◆ **REQUIRED WORK**
Each line from the one containing "session state machine." through the end of the data below is to be output verbatim, with no lines added or left out.

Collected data
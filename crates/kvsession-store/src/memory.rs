use crate::kv::{KvClient, KvSessionStore};
use async_trait::async_trait;
use kvsession_core::SessionResult;
use std::collections::HashMap;
use std::time::Duration;
use tokio::sync::RwLock;
use tokio::time::Instant;

/// A session store kept entirely in process memory.
pub type MemoryStore = KvSessionStore<MemoryKv>;

struct Entry {
    value: Vec<u8>,
    expires_at: Option<Instant>,
}

impl Entry {
    fn is_expired(&self, now: Instant) -> bool {
        self.expires_at.is_some_and(|at| at <= now)
    }
}

/// In-process key-value map with per-key expiry.
///
/// Expired entries are dropped when they are next read, or in bulk by
/// [`MemoryKv::purge_expired`].
pub struct MemoryKv {
    entries: RwLock<HashMap<String, Entry>>,
}

impl MemoryKv {
    /// An empty map.
    pub fn new() -> Self {
        Self {
            entries: RwLock::new(HashMap::new()),
        }
    }

    /// Number of stored entries, including expired ones not yet purged.
    pub async fn len(&self) -> usize {
        self.entries.read().await.len()
    }

    /// Whether no entries are stored.
    pub async fn is_empty(&self) -> bool {
        self.entries.read().await.is_empty()
    }

    /// Drops every expired entry and returns how many were removed.
    pub async fn purge_expired(&self) -> usize {
        let mut entries = self.entries.write().await;
        let now = Instant::now();
        let before = entries.len();
        entries.retain(|_, e| !e.is_expired(now));
        before - entries.len()
    }
}

impl Default for MemoryKv {
    fn default() -> Self {
        Self::new()
    }
}

#[async_trait]
impl KvClient for MemoryKv {
    async fn get(&self, key: &str) -> SessionResult<Option<Vec<u8>>> {
        let now = Instant::now();
        {
            let entries = self.entries.read().await;
            match entries.get(key) {
                None => return Ok(None),
                Some(e) if !e.is_expired(now) => return Ok(Some(e.value.clone())),
                Some(_) => {}
            }
        }
        let mut entries = self.entries.write().await;
        // Re-check: a writer may have replaced the entry in between.
        if entries.get(key).is_some_and(|e| e.is_expired(now)) {
            entries.remove(key);
            return Ok(None);
        }
        Ok(entries.get(key).map(|e| e.value.clone()))
    }

    async fn set(&self, key: &str, value: &[u8], ttl_secs: u64) -> SessionResult<()> {
        // A deadline past what `Instant` can represent never arrives.
        let expires_at = if ttl_secs > 0 {
            Instant::now().checked_add(Duration::from_secs(ttl_secs))
        } else {
            None
        };
        let mut entries = self.entries.write().await;
        entries.insert(
            key.to_string(),
            Entry {
                value: value.to_vec(),
                expires_at,
            },
        );
        Ok(())
    }

    async fn delete(&self, key: &str) -> SessionResult<bool> {
        let mut entries = self.entries.write().await;
        Ok(entries.remove(key).is_some())
    }
}
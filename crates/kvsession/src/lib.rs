//! Pooled key/value sessions over pluggable storage.
//!
//! A [`SessionPool`] hands out [`Session`]s bound to one backend. A borrower
//! starts the session (loading its data), reads and writes keys, ends it
//! (saving only when something changed or an expiry was asked for) and gives
//! it back with [`Session::cache`].
//!
//! ```no_run
//! # async fn demo() -> kvsession::SessionResult<()> {
//! use kvsession::{PoolConfig, SessionPool, StoreRegistry};
//!
//! let registry = StoreRegistry::with_builtin();
//! let pool = SessionPool::new(&registry, &PoolConfig::new("redis"))?;
//!
//! let mut session = pool.get_session();
//! session.start(Some("client-cookie-id")).await?;
//! session.set("user", "ada")?;
//! session.end(3600).await?;
//! let _ = session.cache();
//! # Ok(())
//! # }
//! ```

/// Bounded pool of reusable sessions.
pub mod pool;
/// Per-request session state machine.
pub mod session;

pub use kvsession_core::{
    generate_session_id, PoolConfig, SessionData, SessionError, SessionResult, StoreConfig,
};
pub use kvsession_store::{SessionStore, StoreRegistry};
pub use pool::SessionPool;
pub use session::Session;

◆ **TASK SOLUTION**
/// Per-request session state machine.
pub mod session;

pub use kvsession_core::{
    generate_session_id, PoolConfig, SessionData, SessionError, SessionResult, StoreConfig,
};
pub use kvsession_store::{SessionStore, StoreRegistry};
pub use pool::SessionPool;
pub use session::Session;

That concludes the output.